Dataset entries
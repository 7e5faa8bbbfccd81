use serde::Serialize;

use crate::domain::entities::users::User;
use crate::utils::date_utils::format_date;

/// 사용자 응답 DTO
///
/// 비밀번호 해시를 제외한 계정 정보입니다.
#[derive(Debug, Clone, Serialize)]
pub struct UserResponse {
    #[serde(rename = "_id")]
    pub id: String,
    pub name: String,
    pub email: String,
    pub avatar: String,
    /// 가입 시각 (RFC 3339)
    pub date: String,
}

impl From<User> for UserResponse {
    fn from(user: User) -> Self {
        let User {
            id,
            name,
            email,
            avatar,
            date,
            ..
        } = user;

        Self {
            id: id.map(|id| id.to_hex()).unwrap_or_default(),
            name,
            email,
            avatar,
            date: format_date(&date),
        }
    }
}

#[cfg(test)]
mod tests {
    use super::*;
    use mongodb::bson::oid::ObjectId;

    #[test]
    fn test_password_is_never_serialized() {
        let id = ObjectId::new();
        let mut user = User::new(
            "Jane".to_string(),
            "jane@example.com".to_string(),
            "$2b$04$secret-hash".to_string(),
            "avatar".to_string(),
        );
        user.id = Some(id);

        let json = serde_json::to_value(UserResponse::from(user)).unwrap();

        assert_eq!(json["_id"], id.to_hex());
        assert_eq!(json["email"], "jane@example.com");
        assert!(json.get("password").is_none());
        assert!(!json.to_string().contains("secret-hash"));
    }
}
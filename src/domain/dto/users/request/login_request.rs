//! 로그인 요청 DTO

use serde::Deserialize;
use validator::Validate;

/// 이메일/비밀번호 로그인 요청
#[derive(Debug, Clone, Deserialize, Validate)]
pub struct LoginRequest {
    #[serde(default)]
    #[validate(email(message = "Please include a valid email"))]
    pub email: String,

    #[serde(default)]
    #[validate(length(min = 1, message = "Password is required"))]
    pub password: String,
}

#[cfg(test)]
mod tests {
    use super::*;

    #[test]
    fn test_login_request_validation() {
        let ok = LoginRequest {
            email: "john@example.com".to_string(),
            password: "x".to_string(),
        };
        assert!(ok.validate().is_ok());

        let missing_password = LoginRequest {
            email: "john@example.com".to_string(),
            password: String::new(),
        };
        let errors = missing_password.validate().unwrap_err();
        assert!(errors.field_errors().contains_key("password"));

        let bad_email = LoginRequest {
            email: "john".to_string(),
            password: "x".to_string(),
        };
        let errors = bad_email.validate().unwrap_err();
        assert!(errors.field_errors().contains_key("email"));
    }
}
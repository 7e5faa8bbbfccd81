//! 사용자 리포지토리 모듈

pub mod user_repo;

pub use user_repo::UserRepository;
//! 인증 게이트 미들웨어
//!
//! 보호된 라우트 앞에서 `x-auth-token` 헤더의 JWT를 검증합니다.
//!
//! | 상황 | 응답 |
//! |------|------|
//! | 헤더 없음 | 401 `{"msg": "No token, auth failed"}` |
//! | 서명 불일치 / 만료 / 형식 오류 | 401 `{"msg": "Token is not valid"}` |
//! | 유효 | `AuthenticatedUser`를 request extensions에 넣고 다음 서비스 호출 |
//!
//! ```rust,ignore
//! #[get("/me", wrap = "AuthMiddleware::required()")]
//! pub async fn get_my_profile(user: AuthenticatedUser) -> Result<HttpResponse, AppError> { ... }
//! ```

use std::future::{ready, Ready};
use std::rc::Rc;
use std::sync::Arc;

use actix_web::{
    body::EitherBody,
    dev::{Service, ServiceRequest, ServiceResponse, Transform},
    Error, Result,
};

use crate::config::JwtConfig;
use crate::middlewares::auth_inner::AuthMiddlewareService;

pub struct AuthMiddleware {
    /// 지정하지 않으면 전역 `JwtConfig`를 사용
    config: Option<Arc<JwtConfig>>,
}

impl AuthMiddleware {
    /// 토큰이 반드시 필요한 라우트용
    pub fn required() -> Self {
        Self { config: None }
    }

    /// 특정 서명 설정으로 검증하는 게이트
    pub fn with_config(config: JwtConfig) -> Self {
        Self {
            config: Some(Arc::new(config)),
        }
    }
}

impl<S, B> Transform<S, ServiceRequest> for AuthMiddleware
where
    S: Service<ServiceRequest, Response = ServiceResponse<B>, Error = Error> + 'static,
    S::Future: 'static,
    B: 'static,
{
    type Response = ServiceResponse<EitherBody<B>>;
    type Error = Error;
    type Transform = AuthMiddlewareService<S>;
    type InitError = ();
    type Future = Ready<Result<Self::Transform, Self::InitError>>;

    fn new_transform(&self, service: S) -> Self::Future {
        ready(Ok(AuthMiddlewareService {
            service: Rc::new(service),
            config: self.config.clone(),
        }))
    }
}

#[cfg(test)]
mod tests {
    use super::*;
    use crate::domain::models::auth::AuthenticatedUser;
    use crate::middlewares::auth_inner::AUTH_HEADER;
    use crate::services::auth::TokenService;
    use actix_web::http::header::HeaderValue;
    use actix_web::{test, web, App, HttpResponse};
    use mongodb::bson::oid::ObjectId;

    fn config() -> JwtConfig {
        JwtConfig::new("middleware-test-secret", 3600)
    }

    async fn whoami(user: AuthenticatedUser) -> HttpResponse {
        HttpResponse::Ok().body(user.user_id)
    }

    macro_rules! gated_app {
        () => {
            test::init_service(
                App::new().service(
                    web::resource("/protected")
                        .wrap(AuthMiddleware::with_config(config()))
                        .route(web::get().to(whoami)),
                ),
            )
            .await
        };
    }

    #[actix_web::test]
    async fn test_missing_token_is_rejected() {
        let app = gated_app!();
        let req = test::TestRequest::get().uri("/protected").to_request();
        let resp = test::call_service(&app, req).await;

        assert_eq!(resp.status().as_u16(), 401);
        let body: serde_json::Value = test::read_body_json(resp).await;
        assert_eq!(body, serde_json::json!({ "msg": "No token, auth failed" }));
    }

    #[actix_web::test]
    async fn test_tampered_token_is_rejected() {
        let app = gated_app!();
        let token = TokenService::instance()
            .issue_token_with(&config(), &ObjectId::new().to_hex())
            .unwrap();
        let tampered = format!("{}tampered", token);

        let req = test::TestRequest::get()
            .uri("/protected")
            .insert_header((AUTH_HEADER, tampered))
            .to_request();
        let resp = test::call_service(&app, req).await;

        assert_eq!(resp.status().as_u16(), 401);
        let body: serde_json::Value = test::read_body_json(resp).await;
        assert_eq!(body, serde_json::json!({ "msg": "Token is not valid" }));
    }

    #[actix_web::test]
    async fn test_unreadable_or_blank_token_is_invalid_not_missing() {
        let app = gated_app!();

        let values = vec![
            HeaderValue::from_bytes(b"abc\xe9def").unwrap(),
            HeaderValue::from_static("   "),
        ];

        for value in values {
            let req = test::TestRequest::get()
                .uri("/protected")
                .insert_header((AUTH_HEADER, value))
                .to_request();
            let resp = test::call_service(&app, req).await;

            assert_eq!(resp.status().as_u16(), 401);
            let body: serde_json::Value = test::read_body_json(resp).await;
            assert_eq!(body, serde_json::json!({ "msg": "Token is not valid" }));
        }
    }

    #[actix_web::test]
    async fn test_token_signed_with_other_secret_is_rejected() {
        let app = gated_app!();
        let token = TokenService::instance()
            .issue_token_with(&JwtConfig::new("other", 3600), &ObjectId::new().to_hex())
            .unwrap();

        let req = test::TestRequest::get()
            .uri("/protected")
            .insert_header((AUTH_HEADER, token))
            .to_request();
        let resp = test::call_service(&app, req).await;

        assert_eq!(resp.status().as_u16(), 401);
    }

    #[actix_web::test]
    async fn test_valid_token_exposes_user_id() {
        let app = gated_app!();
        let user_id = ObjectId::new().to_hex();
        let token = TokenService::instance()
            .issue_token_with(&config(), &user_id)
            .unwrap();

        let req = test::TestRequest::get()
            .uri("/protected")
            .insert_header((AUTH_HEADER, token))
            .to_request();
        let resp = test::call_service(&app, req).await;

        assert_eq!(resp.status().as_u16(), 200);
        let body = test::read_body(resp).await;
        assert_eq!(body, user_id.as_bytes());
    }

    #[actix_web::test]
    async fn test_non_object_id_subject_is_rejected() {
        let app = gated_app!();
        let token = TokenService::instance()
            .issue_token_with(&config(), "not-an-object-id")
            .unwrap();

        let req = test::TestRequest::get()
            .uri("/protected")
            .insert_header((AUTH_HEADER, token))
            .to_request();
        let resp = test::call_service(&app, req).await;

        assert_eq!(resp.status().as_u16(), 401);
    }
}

#### Exercise directions
Determine the number of lines in the records that include the string "AuthMiddlewareService", and respond with that number only.

#### Response box
3